Moreover, the settlement imposes a privacy regime that includes a new corporate governance structure, with accountability and more rigorous compliance monitoring. Facebook will be obliged to create a new board of directors privacy committee, creating greater accountability at the board level. The appointed directors must be independent, with relevant privacy and compliance expertise, protected from removal by company shareholders in their duties. Significantly, the CEO and the “designated compliance officers” must submit to the FTC quarterly certifications that the company is in compliance with the privacy program mandated by the order, as well as an annual certification that the company is in overall compliance with the order. The order also subjects Facebook CEO Mark Zuckerberg and the DCOs to civil and criminal liability.

For more on this, be sure to check out our reporting on Wednesday’s FTC news conference and industry reaction, as well as an op-ed from the IAPP’s Omer Tene.

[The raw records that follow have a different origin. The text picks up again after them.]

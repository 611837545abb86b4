//! Stored request/response types and the stub file layout.

use serde::{Deserialize, Serialize};
use serde_json::Value;
use std::collections::BTreeMap;
use std::path::PathBuf;

/// Query parameters as stored: a single string or a list of strings per name.
///
/// Stub files written by hand may also carry numbers or booleans.
pub type QueryMap = BTreeMap<String, Value>;

/// Matchable projection of an HTTP request.
///
/// `query` is tri-state: `None` (no query data, matches any query string),
/// `Some(empty)` (explicitly no parameters) or `Some(params)`.
#[derive(Debug, Clone, PartialEq, Deserialize, Serialize)]
pub struct RequestDescriptor {
    pub pathname: String,
    pub method: String,
    #[serde(default, skip_serializing_if = "Option::is_none")]
    pub host: Option<String>,
    #[serde(default, skip_serializing_if = "Option::is_none")]
    pub query: Option<QueryMap>,
}

/// Status code plus the reconstructed body.
#[derive(Debug, Clone, PartialEq, Deserialize, Serialize)]
#[serde(rename_all = "camelCase")]
pub struct ResponseSnapshot {
    pub status_code: u16,
    /// Parsed JSON, or the verbatim text of a plain-text response.
    #[serde(default)]
    pub body: Value,
    /// Set only for plain-text captures, which replay verbatim.
    #[serde(default, skip_serializing_if = "Option::is_none")]
    pub content_type: Option<String>,
}

/// One recorded exchange.
#[derive(Debug, Clone, PartialEq, Deserialize, Serialize)]
pub struct Record {
    /// Owning profile, implied by the directory the record is stored in.
    #[serde(skip)]
    pub profile: String,
    pub request: RequestDescriptor,
    pub response: ResponseSnapshot,
}

impl Record {
    /// Stub file of this record relative to the stub directory:
    /// `<profile>/<lower-cased path with "/" as "--">.json`.
    pub fn file_path(&self) -> PathBuf {
        let lowered = self.request.pathname.to_lowercase();
        let replaced = lowered.replace('/', "--");
        let normalized = replaced.strip_prefix("--").unwrap_or(&replaced);
        PathBuf::from(&self.profile).join(format!("{normalized}.json"))
    }
}

/// On-disk layout of one stub file: `{"stubs": [...]}`.
#[derive(Debug, Clone, Default, Deserialize, Serialize)]
pub struct StubFile {
    #[serde(rename = "stubs", default)]
    pub records: Vec<Record>,
}

#[cfg(test)]
mod tests {
    use super::*;
    use serde_json::json;

    fn record(pathname: &str) -> Record {
        Record {
            profile: "checkout".to_string(),
            request: RequestDescriptor {
                pathname: pathname.to_string(),
                method: "GET".to_string(),
                host: None,
                query: None,
            },
            response: ResponseSnapshot {
                status_code: 200,
                body: json!({}),
                content_type: None,
            },
        }
    }

    #[test]
    fn test_file_path_normalization() {
        assert_eq!(
            record("/API/Users/42").file_path(),
            PathBuf::from("checkout/api--users--42.json")
        );
        assert_eq!(record("/").file_path(), PathBuf::from("checkout/.json"));
    }

    #[test]
    fn test_query_tri_state_deserialization() {
        let absent: RequestDescriptor =
            serde_json::from_value(json!({"pathname": "/a", "method": "GET"})).unwrap();
        let null: RequestDescriptor =
            serde_json::from_value(json!({"pathname": "/a", "method": "GET", "query": null}))
                .unwrap();
        let empty: RequestDescriptor =
            serde_json::from_value(json!({"pathname": "/a", "method": "GET", "query": {}}))
                .unwrap();

        assert_eq!(absent.query, None);
        assert_eq!(null.query, None);
        assert_eq!(empty.query, Some(QueryMap::new()));
    }

    #[test]
    fn test_profile_not_serialized() {
        let value = serde_json::to_value(record("/a")).unwrap();
        assert!(value.get("profile").is_none());
        assert_eq!(value["response"]["statusCode"], 200);
        assert!(value["response"].get("contentType").is_none());
    }
}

This is an enormous directive handed down by the FTC, and it will undoubtedly send shockwaves through the corporate world. Make no mistake, this will set a precedent on how large organizations need to look at personal data both internally and externally, as they manage and interact with third-parties through their supply chains. Facebook commented Wednesday that “the agreement will require a fundamental shift in the way we approach our work and it will place additional responsibility on people building our products at every level of the company” adding that “it will mark a sharper turn toward privacy, on a different scale than anything we’ve done in the past.”

There are important lessons here and clear indications in this judgment regarding best practices in the area of accountability in privacy program management. Through this ruling the FTC has clearly raised the bar for privacy compliance, elevating it to a top regulatory concern for companies. The smart company will be taking notice, and in turn, looking to solutions where required.